THE HAGUE – The Dutch agriculture minister has unexpectedly resigned, telling reporters he wasn't the right person for the job following a tumultuous summer of protests by farmers over pollution regulations.
Henk Staghouwer, who held the position for only nine months, announced his decision Monday night. He had just returned from Brussels, where he negotiated an agreement with the European Commission to scrap a Dutch exemption to manure spreading limits.

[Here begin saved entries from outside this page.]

//! The ingestion pipeline: auth → resolve → normalize → dedup → consent →
//! dispatch → ledger.
//!
//! Requests are processed with a partial-success model: request-level checks
//! (shape, shop, signature, origin, rate limit) reject the whole request,
//! while everything per-event degrades into a per-event outcome. Once any
//! part of a batch was durably recorded the request as a whole succeeds, and
//! resubmission is safe because dedup collapses the replays.

use std::sync::Arc;
use std::time::Duration;

use chrono::Utc;
use serde::Serialize;
use thiserror::Error;
use tracing::{info, warn};

use super::normalize::{self, InboundEvent, ParseError, ValidationError};
use crate::auth::{
    self, NonceVerdict, OriginVerdict, SignatureVerdict, TrustLevel, verify_with_rotation,
};
use crate::consent::{self, SkippedPlatform};
use crate::dedup::{self, KeyError};
use crate::dispatch::Dispatcher;
use crate::ledger::{AttemptStatus, EventReceipt, Ledger, LedgerError, RecordOutcome};
use crate::shop::{PlatformSettings, ShopError, ShopRecord, ShopResolver};
use crate::store::{StoreError, StoreHandle};
use crate::types::{EventId, EventOrigin, Platform};

/// Request-level rejections. Nothing was recorded when one of these is
/// returned (the rate-limit counter aside).
#[derive(Debug, Error)]
pub enum Rejection {
    #[error("unknown shop")]
    UnknownShop,
    #[error("inactive shop")]
    InactiveShop,
    #[error("{0}")]
    Malformed(String),
    #[error("no shop domain in header or payload")]
    MissingShopDomain,
    #[error("signature rejected")]
    SignatureRejected,
    #[error("origin rejected: {0}")]
    OriginRejected(String),
    #[error("rate limit exceeded")]
    RateLimited,
    #[error("shared store unavailable")]
    StoreUnavailable,
    #[error("internal error: {0}")]
    Internal(String),
}

impl From<StoreError> for Rejection {
    fn from(_: StoreError) -> Self {
        Rejection::StoreUnavailable
    }
}

impl From<LedgerError> for Rejection {
    fn from(err: LedgerError) -> Self {
        Rejection::Internal(err.to_string())
    }
}

/// Per-event processing outcome.
#[derive(Debug, Clone, PartialEq, Serialize)]
#[serde(tag = "status", rename_all = "snake_case")]
pub enum EventOutcome {
    /// Recorded and dispatched.
    Processed {
        event_id: EventId,
        delivered: Vec<Platform>,
        failed: Vec<Platform>,
        skipped: Vec<SkippedPlatform>,
    },
    /// Already recorded; a no-op success.
    Duplicate { event_id: EventId },
    /// Timestamp outside the replay window; silently dropped.
    Stale,
    /// The nonce was already consumed.
    NonceReplayed,
    /// Untrusted under the shop's strict policy.
    AuthRejected,
    /// Failed per-event validation.
    Invalid { reason: String },
}

/// One parsed HTTP ingestion request.
pub struct IngestRequest {
    pub body: Vec<u8>,
    pub shop_domain: Option<String>,
    pub origin: Option<String>,
    pub referer: Option<String>,
    pub signature: Option<String>,
}

/// The ingestion pipeline and its collaborators.
pub struct Pipeline {
    resolver: Arc<ShopResolver>,
    store: StoreHandle,
    ledger: Ledger,
    dispatcher: Arc<Dispatcher>,
    replay_window: Duration,
}

impl Pipeline {
    pub fn new(
        resolver: Arc<ShopResolver>,
        store: StoreHandle,
        ledger: Ledger,
        dispatcher: Arc<Dispatcher>,
        replay_window: Duration,
    ) -> Self {
        Self {
            resolver,
            store,
            ledger,
            dispatcher,
            replay_window,
        }
    }

    pub fn ledger(&self) -> &Ledger {
        &self.ledger
    }

    pub fn resolver(&self) -> &ShopResolver {
        &self.resolver
    }

    pub fn dispatcher(&self) -> &Dispatcher {
        &self.dispatcher
    }

    pub fn store(&self) -> &StoreHandle {
        &self.store
    }

    /// Processes one ingestion request end to end.
    pub async fn ingest(&self, request: IngestRequest) -> Result<Vec<EventOutcome>, Rejection> {
        let inbound = normalize::parse_payload(&request.body).map_err(|err| match err {
            ParseError::Json(err) => Rejection::Malformed(format!("malformed JSON: {err}")),
            other => Rejection::Malformed(other.to_string()),
        })?;

        let domain = request
            .shop_domain
            .as_deref()
            .or_else(|| inbound.first().and_then(|e| e.shop_domain.as_deref()))
            .ok_or(Rejection::MissingShopDomain)?
            .to_string();

        let shop = match self.resolver.resolve(&domain).await {
            Ok(shop) => shop,
            Err(ShopError::Unknown(_)) => return Err(Rejection::UnknownShop),
            Err(ShopError::Inactive(_)) => return Err(Rejection::InactiveShop),
            Err(err @ ShopError::Unreadable { .. }) => {
                return Err(Rejection::Internal(err.to_string()));
            }
        };

        self.check_rate_limit(&shop).await?;

        let signature =
            verify_with_rotation(&request.body, request.signature.as_deref(), &shop.secrets);
        if signature == SignatureVerdict::Previous {
            info!(shop = %shop.id, "request verified with previous secret");
        }

        let origin_verdict = auth::check_origin(
            request.origin.as_deref(),
            request.referer.as_deref(),
            &shop,
        );
        if let OriginVerdict::Mismatch(host) = &origin_verdict
            && !auth::origin_permits(&origin_verdict, signature, shop.strict_auth)
        {
            warn!(shop = %shop.id, host, "origin rejected");
            return Err(Rejection::OriginRejected(host.clone()));
        }

        // A bad signature poisons the whole body; under the strict policy
        // nothing in it may proceed.
        if signature == SignatureVerdict::Invalid && shop.strict_auth {
            warn!(shop = %shop.id, "invalid signature rejected");
            return Err(Rejection::SignatureRejected);
        }

        // Server-to-server copies are signed and carry no browser origin.
        let event_origin = if signature.is_verified() && origin_verdict == OriginVerdict::Absent {
            EventOrigin::Server
        } else {
            EventOrigin::Client
        };

        let mut outcomes = Vec::with_capacity(inbound.len());
        for raw in inbound {
            outcomes.push(
                self.process_event(raw, &shop, signature, event_origin)
                    .await?,
            );
        }
        Ok(outcomes)
    }

    async fn process_event(
        &self,
        raw: InboundEvent,
        shop: &ShopRecord,
        signature: SignatureVerdict,
        event_origin: EventOrigin,
    ) -> Result<EventOutcome, Rejection> {
        let event = match normalize::normalize(raw, &shop.id, event_origin) {
            Ok(event) => event,
            Err(err @ (ValidationError::UnknownEventType(_)
            | ValidationError::MissingTimestamp
            | ValidationError::TooManyItems { .. })) => {
                return Ok(EventOutcome::Invalid {
                    reason: err.to_string(),
                });
            }
        };

        let trust = auth::classify_trust(
            signature,
            shop.signature_optional,
            event.event_type.is_purchase(),
        );
        if trust == TrustLevel::Untrusted {
            if shop.strict_auth {
                return Ok(EventOutcome::AuthRejected);
            }
            warn!(shop = %shop.id, event_type = %event.event_type, "untrusted event passed through");
        }

        // Outside the window: drop silently, no side effects.
        if !auth::within_window(event.timestamp, Utc::now(), self.replay_window) {
            return Ok(EventOutcome::Stale);
        }

        let keys = match dedup::derive_match_keys(&event) {
            Ok(keys) => keys,
            Err(err @ (KeyError::PurchaseWithoutOrder | KeyError::NoIdentity)) => {
                return Ok(EventOutcome::Invalid {
                    reason: err.to_string(),
                });
            }
        };
        let event_id = dedup::canonical_event_id(&event, &keys);

        if let Some(nonce) = &event.nonce {
            let verdict = auth::consume_nonce(
                self.store.as_ref(),
                &shop.id,
                &keys.order_key,
                nonce,
                self.replay_window,
            )
            .await?;
            if verdict == NonceVerdict::Replayed {
                warn!(shop = %shop.id, event_id = event_id.short(), "nonce replayed");
                return Ok(EventOutcome::NonceReplayed);
            }
        }

        // Dedup pre-check. Concurrent requests can both pass this; the
        // receipt write below is the arbiter.
        if let Some(existing) = self.find_existing(shop, &event_id, &keys, &event)? {
            return Ok(EventOutcome::Duplicate { event_id: existing });
        }

        let platforms = ordered_platforms(shop);
        let decision = consent::filter_platforms(&event.consent, &platforms);
        let (configured, included, skipped) = decision.metrics();
        info!(
            shop = %shop.id,
            event_id = event_id.short(),
            event_type = %event.event_type,
            configured,
            included,
            skipped,
            "consent decision"
        );

        let receipt = EventReceipt {
            shop: shop.id.clone(),
            event_id: event_id.clone(),
            event_type: event.event_type,
            order_key: keys.order_key.clone(),
            alt_order_key: keys.alt_order_key.clone(),
            origin: event.origin,
            platforms: decision.included.clone(),
            value: event.value,
            currency: event.currency.clone(),
            created_at: Utc::now(),
        };
        if self.ledger.record_receipt(&receipt)? == RecordOutcome::AlreadyRecorded {
            return Ok(EventOutcome::Duplicate { event_id });
        }

        let mut delivered = Vec::new();
        let mut failed = Vec::new();
        for platform in &decision.included {
            let settings = &shop.platforms[platform];
            let attempt = self
                .dispatcher
                .send(*platform, &event, &event_id, &keys.order_key, settings)
                .await;
            // One attempt row per invocation, whatever the outcome.
            self.ledger.append_attempt(&shop.id, &attempt)?;
            match attempt.status {
                AttemptStatus::Ok => delivered.push(*platform),
                _ => failed.push(*platform),
            }
        }

        Ok(EventOutcome::Processed {
            event_id,
            delivered,
            failed,
            skipped: decision.skipped,
        })
    }

    fn find_existing(
        &self,
        shop: &ShopRecord,
        event_id: &EventId,
        keys: &dedup::MatchKeys,
        event: &crate::types::NormalizedEvent,
    ) -> Result<Option<EventId>, Rejection> {
        if event.event_type.is_purchase() {
            if let Some(existing) = self.ledger.find_purchase_receipt(
                &shop.id,
                &keys.order_key,
                event.event_type,
            )? {
                return Ok(Some(existing));
            }
            if let Some(alt) = &keys.alt_order_key
                && let Some(existing) =
                    self.ledger
                        .find_purchase_receipt(&shop.id, alt, event.event_type)?
            {
                return Ok(Some(existing));
            }
            return Ok(None);
        }

        if self.ledger.has_receipt(&shop.id, event_id)? {
            return Ok(Some(event_id.clone()));
        }
        Ok(None)
    }

    async fn check_rate_limit(&self, shop: &ShopRecord) -> Result<(), Rejection> {
        let minute = Utc::now().timestamp() / 60;
        let key = format!("rate:{}:{minute}", shop.id);
        let count = self
            .store
            .incr_with_ttl(&key, Duration::from_secs(60))
            .await?;
        if count > u64::from(shop.rate_limit_per_minute) {
            warn!(shop = %shop.id, count, "rate limited");
            return Err(Rejection::RateLimited);
        }
        Ok(())
    }
}

fn ordered_platforms(shop: &ShopRecord) -> Vec<(Platform, PlatformSettings)> {
    shop.configured_platforms()
        .into_iter()
        .map(|p| (p, shop.platforms[&p].clone()))
        .collect()
}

The Netherlands, along with Denmark, Ireland and the Flanders region of Belgium, had been allowed to exceed caps on how much manure farmers could return to their fields because of the country’s comparatively small land area. But Brussels wants to phase out this dispensation because the Dutch are failing to meet EU water quality standards.
The country's lucrative agriculture sector has been in crisis since a 2019 court ruling forced the government to slash emissions of nitrogen oxide and ammonia, which livestock produce. Thousands of farmers have staged protests, blockading cities with tractors and burning hay bales along highways.
A 60-year-old former baker, Staghouwer had been tasked with transitioning the sector away from intensive farming practices and buying out farmers to reduce total emissions.
The government allocated an extra 24.3 billion euros ($24.2 billion) to tackle the problem. Last week Staghouwer told the Cabinet that he would be unable to meet a mid-September deadline to present a plan for the transition.
“I respect his brave decision,” Dutch Prime Minister Mark Rutte wrote on Twitter, but others were less praising. Member of parliament Caroline van der Plas of The Farmer–Citizen Movement party (BBB) said “he was totally unsuitable" for the job.
Bart Kemp of farmers’ organization Agractie told Dutch public broadcaster NOS that Staghouwer was “a friendly man, but not a decisive person.”
Staghouwer’s role will temporarily be taken on by the former agricultural minister Carola Schouten.